1. Les origines du peuplement et les premiers États
Le peuplement préhistorique très ancien
est attesté en Moravie par les fouilles de Predmostí et la Vénus de Vestonice
(Paléolithique supérieur), et dans le nord de la Bohême par les urnes funéraires
de la civilisation lusacienne (âge du bronze). Vers la fin du Ier millénaire
avant J.-C., la domination des Celtes (dont une tribu – les Boïens – a donné son
nom à la Bohême) est remplacée par celle des Marcomans de Germanie, qui sont
eux-mêmes refoulés au IIe siècle de notre ère par les légions de Tacite et de
Marc Aurèle. La Bohême et la Moravie commercent alors activement avec l’Empire
romain. Cependant, les Slaves venus du nord-est s’y sont d’abord infiltrés, puis
installés par tribus entières, sans qu’on puisse déterminer les modalités de
leurs migrations (Kosmas, écrivant à la fin du XIe siècle, en a attribué
l’initiative à un ancêtre fondateur, Cech). Aux Ve et VIe siècles, ils y sont
bien enracinés, ce qui leur permet de refouler les Avars.
Ce sont alors des efforts répétés pour établir un État
indépendant. La première tentative est celle du «roi» Samo (625-658), qui
réussit à écarter l’emprise des Francs en battant les troupes de Dagobert. Puis
les pays tchèques retombent dans l’obscurité durant près de deux cents ans et ne
sont guère connus que par la légende – qui a si souvent inspiré le folklore et
l’art – du mariage entre la princesse Libuše et un laboureur désigné par la
providence, Premysl, souche de la dynastie qui allait régner jusqu’en 1306. Au
début du IXe siècle, ils sont sous la suzeraineté des Carolingiens, qui envoient
des missionnaires germaniques pour les convertir.
La seconde tentative est le fait d’une réaction politique,
nationale et religieuse. L’État de Grande-Moravie, gouverné par Rastislav
(846-870), se soustrait à l’autorité de Louis le Germanique et demande à l’Empire
byzantin des évangélisateurs de rite oriental et de langue slave: cette tâche
est confiée aux frères Cyrille et Méthode. Son territoire, outre la
Bohême-Moravie, comprend la Lusace, la Silésie, la Petite-Pologne, la Slovaquie,
la Pannonie et une partie de l’Autriche; de l’éclat de sa civilisation
témoignent les objets d’art et les bijoux trouvés à Staré Mesto et Mikulcice
dans la vallée de la Morava. Svatopluk (870-894), qui a renversé son oncle
Rastislav, reprend en fait la même politique, mais avec plus de souplesse envers
l’Empire germanique auquel il sacrifie la liturgie slave après la mort de
Méthode (885), faisant ainsi basculer les pays tchèques du côté du christianisme
occidental. Son État disparaît, peu après sa mort, sous les attaques des Magyars
qui tiendront la Slovaquie plus de mille ans (906).

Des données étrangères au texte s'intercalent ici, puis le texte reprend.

use crate::error::{RecapError, Result};
use std::fmt;

/// Ordered, validated set of category keywords (e.g. `add`, `fix`, `todo`)
#[derive(Debug, Clone, PartialEq, Eq)]
pub struct CategorySet {
    keywords: Vec<String>,
}

impl CategorySet {
    /// Build a category set, rejecting keywords that cannot act as tags
    pub fn new<I, S>(keywords: I, delimiter: char) -> Result<Self>
    where
        I: IntoIterator<Item = S>,
        S: Into<String>,
    {
        let mut validated: Vec<String> = Vec::new();

        for keyword in keywords {
            let keyword = keyword.into();

            if keyword.is_empty() {
                return Err(RecapError::invalid_category(keyword, "keyword is empty"));
            }
            if keyword.chars().any(char::is_whitespace) {
                return Err(RecapError::invalid_category(keyword, "contains whitespace"));
            }
            if keyword.contains(delimiter) {
                return Err(RecapError::invalid_category(
                    keyword,
                    format!("contains the delimiter {:?}", delimiter),
                ));
            }
            if validated.contains(&keyword) {
                return Err(RecapError::invalid_category(keyword, "listed twice"));
            }

            validated.push(keyword);
        }

        if validated.is_empty() {
            return Err(RecapError::config("at least one category is required"));
        }

        Ok(Self { keywords: validated })
    }

    /// Parse a pipe-delimited list such as `add|fix|todo`
    pub fn parse_list(list: &str, delimiter: char) -> Result<Self> {
        Self::new(list.split('|').map(str::trim), delimiter)
    }

    /// Keywords in configured order
    pub fn keywords(&self) -> &[String] {
        &self.keywords
    }

    pub fn contains(&self, keyword: &str) -> bool {
        self.keywords.iter().any(|k| k == keyword)
    }

    pub fn len(&self) -> usize {
        self.keywords.len()
    }

    /// Regex alternation of the escaped keywords, longest first so that
    /// `prefix` wins over `pre` when both are configured
    pub fn alternation(&self) -> String {
        let mut sorted: Vec<&String> = self.keywords.iter().collect();
        sorted.sort_by(|a, b| b.len().cmp(&a.len()));

        sorted
            .iter()
            .map(|k| regex::escape(k))
            .collect::<Vec<_>>()
            .join("|")
    }
}

impl Default for CategorySet {
    fn default() -> Self {
        Self {
            keywords: vec!["add".to_string(), "fix".to_string(), "todo".to_string()],
        }
    }
}

impl fmt::Display for CategorySet {
    fn fmt(&self, f: &mut fmt::Formatter<'_>) -> fmt::Result {
        write!(f, "{}", self.keywords.join("|"))
    }
}
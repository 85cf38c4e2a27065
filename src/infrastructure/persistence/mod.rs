//! PostgreSQL repository implementations.
//!
//! Concrete implementations of domain repository traits using SQLx runtime
//! queries mapped through `FromRow` row structs. PostgreSQL enums are read as
//! text and parsed into domain enums.
//!
//! # Repositories
//!
//! - [`PgUserRepository`] - User accounts
//! - [`PgTaskRepository`] - Tasks and executors

pub mod pg_task_repository;
pub mod pg_user_repository;

pub use pg_task_repository::PgTaskRepository;
pub use pg_user_repository::PgUserRepository;
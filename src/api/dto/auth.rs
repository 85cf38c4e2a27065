//! DTOs for sign-up and login.

use serde::{Deserialize, Serialize};
use validator::Validate;

/// Request body for `POST /auth/signup`.
#[derive(Debug, Deserialize, Validate)]
pub struct SignupRequest {
    #[validate(email(message = "Invalid email address"), length(max = 100))]
    pub email: String,

    #[validate(length(min = 8, message = "Password must be at least 8 characters"))]
    pub password: String,

    #[validate(length(min = 1, max = 50))]
    pub username: String,
}

/// Request body for `POST /auth/login`.
#[derive(Debug, Deserialize, Validate)]
pub struct LoginRequest {
    #[validate(email(message = "Invalid email address"))]
    pub email: String,

    #[validate(length(min = 8, message = "Password must be at least 8 characters"))]
    pub password: String,
}

/// Access token returned by sign-up and login.
#[derive(Debug, Serialize, Deserialize)]
pub struct TokenResponse {
    pub access_token: String,
    pub token_type: String,
}

impl TokenResponse {
    pub fn bearer(access_token: String) -> Self {
        Self {
            access_token,
            token_type: "bearer".to_string(),
        }
    }
}

#[cfg(test)]
mod tests {
    use super::*;

    fn signup(email: &str, password: &str, username: &str) -> SignupRequest {
        SignupRequest {
            email: email.to_string(),
            password: password.to_string(),
            username: username.to_string(),
        }
    }

    #[test]
    fn test_valid_signup() {
        assert!(signup("alice@example.com", "password123", "alice").validate().is_ok());
    }

    #[test]
    fn test_short_password_rejected() {
        let errors = signup("alice@example.com", "short", "alice")
            .validate()
            .unwrap_err();
        assert!(errors.field_errors().contains_key("password"));
    }

    #[test]
    fn test_bad_email_rejected() {
        let errors = signup("not-an-email", "password123", "alice")
            .validate()
            .unwrap_err();
        assert!(errors.field_errors().contains_key("email"));
    }

    #[test]
    fn test_username_length() {
        assert!(signup("a@example.com", "password123", "").validate().is_err());
        assert!(signup("a@example.com", "password123", &"x".repeat(51)).validate().is_err());
        assert!(signup("a@example.com", "password123", "Jane Doe").validate().is_ok());
    }
}
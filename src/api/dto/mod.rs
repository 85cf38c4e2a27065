//! Data Transfer Objects for API requests and responses.
//!
//! All DTOs use Serde for JSON serialization/deserialization and validator
//! for input validation.

pub mod auth;
pub mod health;
pub mod pagination;
pub mod task;
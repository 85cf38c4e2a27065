//! Repository trait definitions for the domain layer.
//!
//! Traits define the data access contract; PostgreSQL implementations live in
//! `crate::infrastructure::persistence`. Mock implementations are generated
//! via `mockall` for unit tests.
//!
//! # Available Repositories
//!
//! - [`UserRepository`] - Accounts and credentials
//! - [`TaskRepository`] - Tasks and their executors
//!
//! # Testing
//!
//! See integration tests in `tests/repository_*.rs` for usage examples.

pub mod task_repository;
pub mod user_repository;

pub use task_repository::TaskRepository;
pub use user_repository::UserRepository;

#[cfg(test)]
pub use task_repository::MockTaskRepository;
#[cfg(test)]
pub use user_repository::MockUserRepository;
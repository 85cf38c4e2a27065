//! Extractors whose rejections render as [`AppError`].
//!
//! Axum's own `Json`, `Query` and `Path` reject with plain-text bodies; these
//! wrappers keep every client error in the `{"error": ...}` envelope.

use axum::extract::{FromRequest, FromRequestParts};

use crate::error::AppError;

/// JSON request body.
#[derive(Debug, FromRequest)]
#[from_request(via(axum::Json), rejection(AppError))]
pub struct ApiJson<T>(pub T);

/// Query string.
#[derive(Debug, FromRequestParts)]
#[from_request(via(axum::extract::Query), rejection(AppError))]
pub struct ApiQuery<T>(pub T);

/// Path parameters.
#[derive(Debug, FromRequestParts)]
#[from_request(via(axum::extract::Path), rejection(AppError))]
pub struct ApiPath<T>(pub T);
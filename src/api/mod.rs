//! HTTP surface of the task tracker.
//!
//! Handlers validate payloads, resolve the caller and delegate to the
//! application services; errors render through [`crate::error::AppError`].
//!
//! # Modules
//!
//! - [`dto`] - Request and response bodies
//! - [`extract`] - Body, query and path extractors with enveloped rejections
//! - [`handlers`] - Auth, task and health handlers
//! - [`middleware`] - Authentication, rate limiting, tracing
//! - [`routes`] - `/auth` and `/tasks` routers

pub mod dto;
pub mod extract;
pub mod handlers;
pub mod middleware;
pub mod routes;
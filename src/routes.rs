//! Top-level router configuration.
//!
//! # Route Structure
//!
//! - `GET  /`                 - Liveness (public)
//! - `GET  /healthcheck/app`  - Liveness (public)
//! - `GET  /healthcheck/db`   - Database probe (public)
//! - `/auth/*`                - Sign-up and login (public, rate limited)
//! - `/tasks/*`               - Task API (Bearer token required)
//!
//! # Middleware
//!
//! - **Tracing** - Structured request/response logging
//! - **CORS** - Any origin, method and header
//! - **Rate limiting** - Per-IP token bucket on `/auth`
//! - **Authentication** - Bearer token on `/tasks`
//! - **Path normalization** - Trailing slash handling

use crate::api;
use crate::api::handlers::{app_health_handler, db_health_handler};
use crate::api::middleware::{auth, rate_limit, tracing};
use crate::state::AppState;
use axum::routing::get;
use axum::{Router, middleware};
use tower::Layer;
use tower_http::cors::CorsLayer;
use tower_http::normalize_path::{NormalizePath, NormalizePathLayer};

fn routes(state: AppState, rate_limited: bool) -> Router {
    let task_router = api::routes::task_routes()
        .route_layer(middleware::from_fn_with_state(state.clone(), auth::layer));

    let auth_router = if rate_limited {
        api::routes::auth_routes().layer(rate_limit::auth_layer())
    } else {
        api::routes::auth_routes()
    };

    Router::new()
        .route("/", get(app_health_handler))
        .route("/healthcheck/app", get(app_health_handler))
        .route("/healthcheck/db", get(db_health_handler))
        .merge(auth_router)
        .merge(task_router)
        .with_state(state)
}

/// All routes, without the rate limiter and the outer middleware.
///
/// Integration tests serve this directly, since the limiter needs the peer
/// address from `ConnectInfo`.
pub fn base_router(state: AppState) -> Router {
    routes(state, false)
}

/// Constructs the application router with all routes and middleware.
pub fn app_router(state: AppState) -> NormalizePath<Router> {
    let router = routes(state, true)
        .layer(CorsLayer::permissive())
        .layer(tracing::layer());

    NormalizePathLayer::trim_trailing_slash().layer(router)
}
//! Application layer services implementing business logic.
//!
//! Services coordinate repository calls, permission checks and validation,
//! and give HTTP handlers and the admin CLI a single API.
//!
//! # Available Services
//!
//! - [`services::auth_service::AuthService`] - Sign-up, login and bearer token checks
//! - [`services::task_service::TaskService`] - Task CRUD with role-based access
//! - [`services::seed_service::SeedService`] - Default user accounts

pub mod services;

2. La Bohême, puissance médiévale
L’ascension politique et les ambitions territoriales
L’État tchèque, gouverné par les
Premyslides à partir du Xe siècle, ne subsiste qu’en se plaçant sous la
protection du Saint Empire et du pape. L’Église romaine apprécie la piété et la
docilité du duc Václav Venceslas, fondateur de la première église Saint-Guy à
Prague, qu’elle canonisa et dont elle fit le patron de la Bohême peu après qu’il
eut été détrôné et assassiné en 929 par son frère Boleslav Ier (929-967).
Celui-ci et ses successeurs mènent une politique subtile qui a pour but non
seulement l’expansion territoriale (notamment aux dépens de la Pologne dont elle
détermine l’évangélisation), mais aussi l’autonomie ecclésiastique et une
relative indépendance envers la puissance germanique par la voie de la révolte,
ou de la négociation, ou de l’alliance. Cette politique, à côté de bien des
échecs, connaît de brillants succès. Boleslav II (967-999) obtient la création
de l’évêché de Prague (975) illustré à la fin du Xe siècle par saint Adalbert (Vojtech).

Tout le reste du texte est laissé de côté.